• [Given records]
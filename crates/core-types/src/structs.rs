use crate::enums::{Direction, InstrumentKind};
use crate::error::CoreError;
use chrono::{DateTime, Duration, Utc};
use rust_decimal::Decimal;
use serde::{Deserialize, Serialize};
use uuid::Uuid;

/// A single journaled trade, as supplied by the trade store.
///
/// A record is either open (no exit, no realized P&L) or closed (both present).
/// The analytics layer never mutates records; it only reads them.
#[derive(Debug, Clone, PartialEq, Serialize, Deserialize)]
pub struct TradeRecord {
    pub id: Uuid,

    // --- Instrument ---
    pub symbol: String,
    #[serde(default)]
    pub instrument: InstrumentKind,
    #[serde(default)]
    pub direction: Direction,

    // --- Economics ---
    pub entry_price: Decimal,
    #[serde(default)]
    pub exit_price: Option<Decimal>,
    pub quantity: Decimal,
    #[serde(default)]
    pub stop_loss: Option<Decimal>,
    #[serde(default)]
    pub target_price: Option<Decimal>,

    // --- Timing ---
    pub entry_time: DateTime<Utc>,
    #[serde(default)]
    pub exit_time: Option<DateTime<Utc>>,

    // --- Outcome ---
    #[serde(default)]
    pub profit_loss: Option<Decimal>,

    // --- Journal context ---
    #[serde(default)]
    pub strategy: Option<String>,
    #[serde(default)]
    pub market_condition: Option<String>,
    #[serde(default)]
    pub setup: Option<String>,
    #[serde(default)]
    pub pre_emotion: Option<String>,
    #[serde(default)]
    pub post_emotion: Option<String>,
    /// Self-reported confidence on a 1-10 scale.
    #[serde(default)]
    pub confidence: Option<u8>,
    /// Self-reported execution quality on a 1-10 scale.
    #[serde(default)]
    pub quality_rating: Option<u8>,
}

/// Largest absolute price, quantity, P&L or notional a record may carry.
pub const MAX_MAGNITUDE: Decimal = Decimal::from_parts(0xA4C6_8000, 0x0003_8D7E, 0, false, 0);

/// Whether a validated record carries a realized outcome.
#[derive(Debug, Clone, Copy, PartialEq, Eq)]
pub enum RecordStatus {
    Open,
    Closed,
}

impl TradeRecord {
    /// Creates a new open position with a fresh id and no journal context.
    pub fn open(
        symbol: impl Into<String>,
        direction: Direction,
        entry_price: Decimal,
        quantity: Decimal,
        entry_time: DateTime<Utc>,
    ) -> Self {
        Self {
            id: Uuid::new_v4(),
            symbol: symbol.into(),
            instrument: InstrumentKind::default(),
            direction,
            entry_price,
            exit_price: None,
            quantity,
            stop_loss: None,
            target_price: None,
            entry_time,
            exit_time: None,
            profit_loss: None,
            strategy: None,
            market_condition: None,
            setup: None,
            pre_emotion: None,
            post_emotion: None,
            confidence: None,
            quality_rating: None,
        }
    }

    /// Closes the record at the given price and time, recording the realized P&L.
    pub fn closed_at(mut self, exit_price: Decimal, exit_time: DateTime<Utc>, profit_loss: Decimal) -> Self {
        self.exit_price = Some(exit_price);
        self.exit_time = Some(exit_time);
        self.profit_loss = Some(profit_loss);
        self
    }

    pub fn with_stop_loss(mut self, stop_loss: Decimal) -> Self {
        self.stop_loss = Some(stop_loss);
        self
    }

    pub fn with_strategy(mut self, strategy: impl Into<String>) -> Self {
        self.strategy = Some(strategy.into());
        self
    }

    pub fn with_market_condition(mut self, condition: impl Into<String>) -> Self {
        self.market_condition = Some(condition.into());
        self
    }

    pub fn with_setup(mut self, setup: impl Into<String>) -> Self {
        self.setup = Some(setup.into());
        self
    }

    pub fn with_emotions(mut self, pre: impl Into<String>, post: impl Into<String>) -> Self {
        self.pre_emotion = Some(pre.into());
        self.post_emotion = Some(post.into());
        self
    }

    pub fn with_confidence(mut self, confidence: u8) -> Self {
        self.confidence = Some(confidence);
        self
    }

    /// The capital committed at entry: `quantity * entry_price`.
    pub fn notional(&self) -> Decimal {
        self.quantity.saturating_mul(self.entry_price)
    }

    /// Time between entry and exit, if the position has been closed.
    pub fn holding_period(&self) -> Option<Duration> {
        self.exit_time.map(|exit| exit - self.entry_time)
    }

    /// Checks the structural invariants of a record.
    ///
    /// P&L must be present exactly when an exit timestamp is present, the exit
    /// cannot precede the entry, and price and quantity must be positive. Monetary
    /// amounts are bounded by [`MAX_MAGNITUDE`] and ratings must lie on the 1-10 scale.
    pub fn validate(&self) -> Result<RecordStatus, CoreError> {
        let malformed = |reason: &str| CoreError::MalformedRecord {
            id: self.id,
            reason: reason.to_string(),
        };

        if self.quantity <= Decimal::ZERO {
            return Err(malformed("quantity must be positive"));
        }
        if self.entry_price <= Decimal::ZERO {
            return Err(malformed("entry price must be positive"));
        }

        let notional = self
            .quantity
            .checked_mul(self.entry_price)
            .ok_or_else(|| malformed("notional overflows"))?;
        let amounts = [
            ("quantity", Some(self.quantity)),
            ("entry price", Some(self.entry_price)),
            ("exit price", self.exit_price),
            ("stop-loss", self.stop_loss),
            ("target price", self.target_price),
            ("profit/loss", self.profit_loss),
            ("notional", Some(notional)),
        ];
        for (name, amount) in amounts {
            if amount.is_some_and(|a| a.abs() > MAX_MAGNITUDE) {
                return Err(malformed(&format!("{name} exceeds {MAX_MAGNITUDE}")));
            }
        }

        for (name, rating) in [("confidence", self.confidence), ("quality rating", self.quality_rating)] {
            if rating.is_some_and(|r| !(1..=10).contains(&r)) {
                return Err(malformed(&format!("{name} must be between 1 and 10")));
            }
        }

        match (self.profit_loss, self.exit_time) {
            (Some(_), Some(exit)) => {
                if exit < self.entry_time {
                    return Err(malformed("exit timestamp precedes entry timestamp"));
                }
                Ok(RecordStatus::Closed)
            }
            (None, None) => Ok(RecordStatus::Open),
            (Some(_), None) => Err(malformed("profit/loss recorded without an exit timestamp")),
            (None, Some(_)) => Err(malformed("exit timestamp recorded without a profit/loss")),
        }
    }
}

==

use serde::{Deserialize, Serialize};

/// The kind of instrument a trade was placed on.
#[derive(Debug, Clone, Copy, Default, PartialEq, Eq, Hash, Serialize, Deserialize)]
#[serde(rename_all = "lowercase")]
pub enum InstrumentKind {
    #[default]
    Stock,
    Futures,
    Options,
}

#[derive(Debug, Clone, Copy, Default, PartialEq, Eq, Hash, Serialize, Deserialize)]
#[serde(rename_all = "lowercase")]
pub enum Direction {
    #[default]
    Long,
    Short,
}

• [Task to carry out]
When a line of the records includes "without", that line belongs in the answer.

• [Your solution]
            (Some(_), None) => Err(malformed("profit/loss recorded without an exit timestamp")),
            (None, Some(_)) => Err(malformed("exit timestamp recorded without a profit/loss")),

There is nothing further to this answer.